▶ **WORK INSTRUCTION**:
Report only how many lines of the records contain the word "usize".

[Opening EXERCISE DATA section]

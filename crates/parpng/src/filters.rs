/*
 * Copyright (c) 2023.
 *
 * This software is free software; You can redistribute it or modify it under terms of the MIT, Apache License or Zlib license
 */

//! Png scanline filters
//!
//! Every filter predicts a byte from its neighbours `bpp` bytes to
//! the left (`a`), directly above (`b`) and above left (`c`), and stores
//! the difference. Bytes left of the row start and the row above the
//! first row read as zero.
pub use parpng_core::options::FilterType;

pub use crate::filters::select::{filter_cost, FilterSelector};

pub mod select;

/// A filtered scanline
#[derive(Debug, Copy, Clone, Eq, PartialEq)]
pub struct FilteredRow<'a> {
    /// Filter used, written as the prefix byte of the row
    pub filter:  FilterType,
    /// Filtered bytes, as long as the raw row
    pub payload: &'a [u8]
}

impl FilteredRow<'_> {
    /// Append the prefix byte and the payload to `out`
    pub fn write_into(&self, out: &mut Vec<u8>) {
        out.push(self.filter.to_int());
        out.extend_from_slice(self.payload);
    }
}

/// Filter `current` into `out` with `filter`
///
/// `previous` must be as long as `current`, pass a zeroed row for
/// the first row of an image. `out` receives exactly `current.len()`
/// bytes, the filter type prefix is not written.
pub fn filter_scanline(
    current: &[u8], previous: &[u8], out: &mut [u8], filter: FilterType, bpp: usize
) {
    debug_assert_eq!(current.len(), previous.len());
    debug_assert_eq!(current.len(), out.len());

    let lead = bpp.min(current.len());

    match filter {
        FilterType::None => out.copy_from_slice(current),
        FilterType::Sub => {
            out[..lead].copy_from_slice(&current[..lead]);

            for ((o, &x), &a) in out[lead..]
                .iter_mut()
                .zip(&current[lead..])
                .zip(current)
            {
                *o = x.wrapping_sub(a);
            }
        }
        FilterType::Up => {
            for ((o, &x), &b) in out.iter_mut().zip(current).zip(previous) {
                *o = x.wrapping_sub(b);
            }
        }
        FilterType::Average => {
            for i in 0..lead {
                out[i] = current[i].wrapping_sub(previous[i] >> 1);
            }
            for (((o, &x), &a), &b) in out[lead..]
                .iter_mut()
                .zip(&current[lead..])
                .zip(current)
                .zip(&previous[lead..])
            {
                // needs nine bits of precision
                let avg = ((u16::from(a) + u16::from(b)) >> 1) as u8;
                *o = x.wrapping_sub(avg);
            }
        }
        FilterType::Paeth => {
            // with a and c zero the predictor is always b
            for i in 0..lead {
                out[i] = current[i].wrapping_sub(previous[i]);
            }
            for ((((o, &x), &a), &b), &c) in out[lead..]
                .iter_mut()
                .zip(&current[lead..])
                .zip(current)
                .zip(&previous[lead..])
                .zip(previous)
            {
                *o = x.wrapping_sub(paeth(a, b, c));
            }
        }
    }
}

/// Filter a single row into a fresh buffer
pub fn filter_row(current: &[u8], previous: &[u8], filter: FilterType, bpp: usize) -> Vec<u8> {
    let mut out = vec![0; current.len()];
    filter_scanline(current, previous, &mut out, filter, bpp);
    out
}

#[inline(always)]
pub fn paeth(a: u8, b: u8, c: u8) -> u8 {
    let a = i16::from(a);
    let b = i16::from(b);
    let c = i16::from(c);
    let p = a + b - c;
    let pa = (p - a).abs();
    let pb = (p - b).abs();
    let pc = (p - c).abs();

    if pa <= pb && pa <= pc {
        return a as u8;
    }
    if pb <= pc {
        return b as u8;
    }
    c as u8
}

#[cfg(test)]
mod tests {
    use super::{filter_row, paeth, FilterType};

    /// Undo a filter, straight from the png reconstruction rules
    fn unfilter(filtered: &[u8], previous: &[u8], filter: FilterType, bpp: usize) -> Vec<u8> {
        let mut out: Vec<u8> = Vec::with_capacity(filtered.len());

        for (i, &x) in filtered.iter().enumerate() {
            let a = if i >= bpp { out[i - bpp] } else { 0 };
            let b = previous[i];
            let c = if i >= bpp { previous[i - bpp] } else { 0 };

            let pred = match filter {
                FilterType::None => 0,
                FilterType::Sub => a,
                FilterType::Up => b,
                FilterType::Average => ((u16::from(a) + u16::from(b)) / 2) as u8,
                FilterType::Paeth => paeth(a, b, c)
            };
            out.push(x.wrapping_add(pred));
        }
        out
    }

    #[test]
    fn filters_are_reversible() {
        let previous: Vec<u8> = (0..48_u32).map(|x| (x * 37 % 256) as u8).collect();
        let current: Vec<u8> = (0..48_u32).map(|x| (x * 91 % 253) as u8).collect();

        for bpp in [1, 2, 3, 4, 6, 8] {
            for filter in FilterType::ALL {
                let filtered = filter_row(&current, &previous, filter, bpp);
                let restored = unfilter(&filtered, &previous, filter, bpp);

                assert_eq!(restored, current, "{filter:?} bpp {bpp}");
            }
        }
    }

    #[test]
    fn sub_of_constant_row() {
        let current = [9, 8, 7, 9, 8, 7, 9, 8, 7];
        let filtered = filter_row(&current, &[0; 9], FilterType::Sub, 3);

        assert_eq!(filtered, [9, 8, 7, 0, 0, 0, 0, 0, 0]);
    }

    #[test]
    fn rows_shorter_than_a_pixel() {
        // a single pixel row, everything is in the leading part
        let filtered = filter_row(&[200, 100], &[10, 20], FilterType::Paeth, 2);
        assert_eq!(filtered, [190, 80]);

        let filtered = filter_row(&[200, 100], &[10, 20], FilterType::Average, 2);
        assert_eq!(filtered, [195, 90]);
    }

    #[test]
    fn paeth_tie_order() {
        // p = a + b - c, ties prefer a then b
        assert_eq!(paeth(10, 10, 10), 10);
        assert_eq!(paeth(1, 5, 3), 3);
        assert_eq!(paeth(5, 1, 0), 5);
        assert_eq!(paeth(0, 7, 0), 7);
    }
}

[Closing EXERCISE DATA section]

▶ **WRITTEN RESPONSE**:
3